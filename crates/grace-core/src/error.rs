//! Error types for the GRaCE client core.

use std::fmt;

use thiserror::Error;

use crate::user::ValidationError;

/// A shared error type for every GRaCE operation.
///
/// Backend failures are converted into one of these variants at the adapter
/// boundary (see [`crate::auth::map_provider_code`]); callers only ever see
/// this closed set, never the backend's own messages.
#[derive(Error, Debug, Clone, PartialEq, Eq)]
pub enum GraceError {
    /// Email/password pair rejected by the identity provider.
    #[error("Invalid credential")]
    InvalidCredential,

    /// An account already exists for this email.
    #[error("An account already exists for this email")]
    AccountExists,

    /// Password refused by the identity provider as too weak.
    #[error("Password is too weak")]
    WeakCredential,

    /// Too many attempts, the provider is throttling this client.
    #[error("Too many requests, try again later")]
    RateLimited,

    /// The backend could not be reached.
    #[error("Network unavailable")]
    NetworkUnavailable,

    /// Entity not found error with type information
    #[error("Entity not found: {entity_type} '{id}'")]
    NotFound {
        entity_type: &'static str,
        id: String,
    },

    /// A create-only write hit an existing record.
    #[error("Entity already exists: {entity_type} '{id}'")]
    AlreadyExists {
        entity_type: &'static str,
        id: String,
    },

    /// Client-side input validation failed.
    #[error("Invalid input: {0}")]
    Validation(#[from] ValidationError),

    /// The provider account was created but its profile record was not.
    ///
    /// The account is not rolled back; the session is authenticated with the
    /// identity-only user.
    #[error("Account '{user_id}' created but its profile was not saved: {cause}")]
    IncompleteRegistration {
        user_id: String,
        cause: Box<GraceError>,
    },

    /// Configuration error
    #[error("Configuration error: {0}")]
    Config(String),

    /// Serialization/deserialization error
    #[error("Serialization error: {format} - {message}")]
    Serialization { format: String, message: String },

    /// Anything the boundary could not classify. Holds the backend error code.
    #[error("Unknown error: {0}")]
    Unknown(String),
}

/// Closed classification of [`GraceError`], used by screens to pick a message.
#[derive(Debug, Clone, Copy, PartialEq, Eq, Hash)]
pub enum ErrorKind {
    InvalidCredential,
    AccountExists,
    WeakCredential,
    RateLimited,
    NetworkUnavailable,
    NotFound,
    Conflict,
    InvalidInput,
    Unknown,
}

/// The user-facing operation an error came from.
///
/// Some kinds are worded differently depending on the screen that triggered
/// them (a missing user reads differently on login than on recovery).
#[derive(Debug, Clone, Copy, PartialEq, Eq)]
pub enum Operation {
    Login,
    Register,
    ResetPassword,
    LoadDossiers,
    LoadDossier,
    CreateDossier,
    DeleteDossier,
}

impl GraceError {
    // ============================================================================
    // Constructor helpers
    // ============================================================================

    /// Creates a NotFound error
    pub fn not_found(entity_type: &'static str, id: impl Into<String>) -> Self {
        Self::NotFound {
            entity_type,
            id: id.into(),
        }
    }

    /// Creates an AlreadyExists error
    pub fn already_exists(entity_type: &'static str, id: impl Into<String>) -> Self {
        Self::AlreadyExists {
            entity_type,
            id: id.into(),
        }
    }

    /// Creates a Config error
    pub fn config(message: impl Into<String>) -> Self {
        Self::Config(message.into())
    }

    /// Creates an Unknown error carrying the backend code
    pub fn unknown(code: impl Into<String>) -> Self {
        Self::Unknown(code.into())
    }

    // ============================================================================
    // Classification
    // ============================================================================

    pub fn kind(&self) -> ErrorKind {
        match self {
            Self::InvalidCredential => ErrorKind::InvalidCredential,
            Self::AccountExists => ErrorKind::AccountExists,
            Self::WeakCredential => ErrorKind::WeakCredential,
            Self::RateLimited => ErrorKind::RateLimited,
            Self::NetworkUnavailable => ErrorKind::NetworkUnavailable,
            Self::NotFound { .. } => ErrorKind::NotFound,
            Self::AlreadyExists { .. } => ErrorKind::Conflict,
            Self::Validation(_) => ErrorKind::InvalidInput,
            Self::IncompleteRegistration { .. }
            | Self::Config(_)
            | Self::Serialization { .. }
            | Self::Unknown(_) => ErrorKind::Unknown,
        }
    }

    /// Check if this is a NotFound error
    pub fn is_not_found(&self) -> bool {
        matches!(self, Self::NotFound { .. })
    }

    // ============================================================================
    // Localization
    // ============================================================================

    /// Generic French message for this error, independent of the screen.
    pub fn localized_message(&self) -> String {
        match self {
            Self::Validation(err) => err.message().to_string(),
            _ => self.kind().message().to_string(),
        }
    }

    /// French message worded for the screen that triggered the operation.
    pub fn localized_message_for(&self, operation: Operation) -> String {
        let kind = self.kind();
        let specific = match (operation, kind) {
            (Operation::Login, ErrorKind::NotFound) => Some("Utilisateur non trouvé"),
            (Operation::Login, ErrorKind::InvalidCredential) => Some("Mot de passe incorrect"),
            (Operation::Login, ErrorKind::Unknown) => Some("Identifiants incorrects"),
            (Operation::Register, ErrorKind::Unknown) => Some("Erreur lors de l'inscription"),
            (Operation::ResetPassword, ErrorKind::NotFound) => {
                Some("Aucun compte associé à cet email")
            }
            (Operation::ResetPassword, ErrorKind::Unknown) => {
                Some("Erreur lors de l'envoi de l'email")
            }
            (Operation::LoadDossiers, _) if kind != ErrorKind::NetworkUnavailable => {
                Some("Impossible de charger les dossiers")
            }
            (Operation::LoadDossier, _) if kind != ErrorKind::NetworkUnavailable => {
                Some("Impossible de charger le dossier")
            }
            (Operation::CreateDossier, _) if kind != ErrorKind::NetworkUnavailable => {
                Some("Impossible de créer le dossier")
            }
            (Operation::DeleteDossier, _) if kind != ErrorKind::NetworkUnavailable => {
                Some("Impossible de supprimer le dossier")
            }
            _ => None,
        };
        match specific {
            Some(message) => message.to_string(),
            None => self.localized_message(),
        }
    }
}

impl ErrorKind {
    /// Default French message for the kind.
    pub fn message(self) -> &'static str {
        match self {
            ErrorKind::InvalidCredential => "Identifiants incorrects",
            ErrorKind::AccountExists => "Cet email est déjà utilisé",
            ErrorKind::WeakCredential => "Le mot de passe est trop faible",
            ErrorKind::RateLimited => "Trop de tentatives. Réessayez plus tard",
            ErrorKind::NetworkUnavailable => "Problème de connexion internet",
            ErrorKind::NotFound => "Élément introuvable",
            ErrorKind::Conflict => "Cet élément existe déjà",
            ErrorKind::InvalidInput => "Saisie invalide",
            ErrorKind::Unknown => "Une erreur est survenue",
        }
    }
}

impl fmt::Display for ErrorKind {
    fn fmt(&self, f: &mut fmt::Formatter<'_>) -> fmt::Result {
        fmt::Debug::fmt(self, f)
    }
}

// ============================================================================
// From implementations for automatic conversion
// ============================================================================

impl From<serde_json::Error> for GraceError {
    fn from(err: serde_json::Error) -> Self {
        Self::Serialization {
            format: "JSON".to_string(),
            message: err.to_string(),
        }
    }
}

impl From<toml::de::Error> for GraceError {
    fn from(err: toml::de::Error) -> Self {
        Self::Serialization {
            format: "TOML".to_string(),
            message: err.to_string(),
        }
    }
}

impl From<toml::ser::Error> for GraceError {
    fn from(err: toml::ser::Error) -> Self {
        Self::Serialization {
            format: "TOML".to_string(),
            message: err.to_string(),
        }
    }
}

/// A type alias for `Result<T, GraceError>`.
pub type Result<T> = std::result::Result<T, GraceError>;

# # #

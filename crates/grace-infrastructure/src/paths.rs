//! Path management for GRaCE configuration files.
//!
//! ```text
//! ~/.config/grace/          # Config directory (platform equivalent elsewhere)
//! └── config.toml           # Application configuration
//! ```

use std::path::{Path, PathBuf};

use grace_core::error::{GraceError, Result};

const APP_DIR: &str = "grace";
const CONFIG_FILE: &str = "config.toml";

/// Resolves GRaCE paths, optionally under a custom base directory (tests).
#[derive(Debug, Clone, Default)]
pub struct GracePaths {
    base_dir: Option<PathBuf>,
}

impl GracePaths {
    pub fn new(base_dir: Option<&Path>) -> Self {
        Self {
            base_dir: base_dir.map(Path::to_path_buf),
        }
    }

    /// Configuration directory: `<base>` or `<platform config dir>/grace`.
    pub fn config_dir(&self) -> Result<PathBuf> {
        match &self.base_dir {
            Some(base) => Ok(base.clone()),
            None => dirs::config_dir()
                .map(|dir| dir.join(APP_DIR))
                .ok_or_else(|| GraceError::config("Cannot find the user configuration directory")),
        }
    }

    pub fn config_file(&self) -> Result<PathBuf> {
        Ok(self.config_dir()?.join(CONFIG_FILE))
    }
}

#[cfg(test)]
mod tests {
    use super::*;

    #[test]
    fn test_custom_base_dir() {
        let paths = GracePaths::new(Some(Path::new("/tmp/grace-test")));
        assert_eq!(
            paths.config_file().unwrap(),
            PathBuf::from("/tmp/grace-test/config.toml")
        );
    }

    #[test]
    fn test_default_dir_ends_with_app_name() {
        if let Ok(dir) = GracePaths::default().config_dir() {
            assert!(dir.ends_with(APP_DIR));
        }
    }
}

# # #

__YOUR TASK__:
Copy down every line of the entries containing the word "PathBuf".

__ANSWER TO THE PROBLEM__:
use std::path::{Path, PathBuf};
    base_dir: Option<PathBuf>,
    pub fn config_dir(&self) -> Result<PathBuf> {
    pub fn config_file(&self) -> Result<PathBuf> {
            PathBuf::from("/tmp/grace-test/config.toml")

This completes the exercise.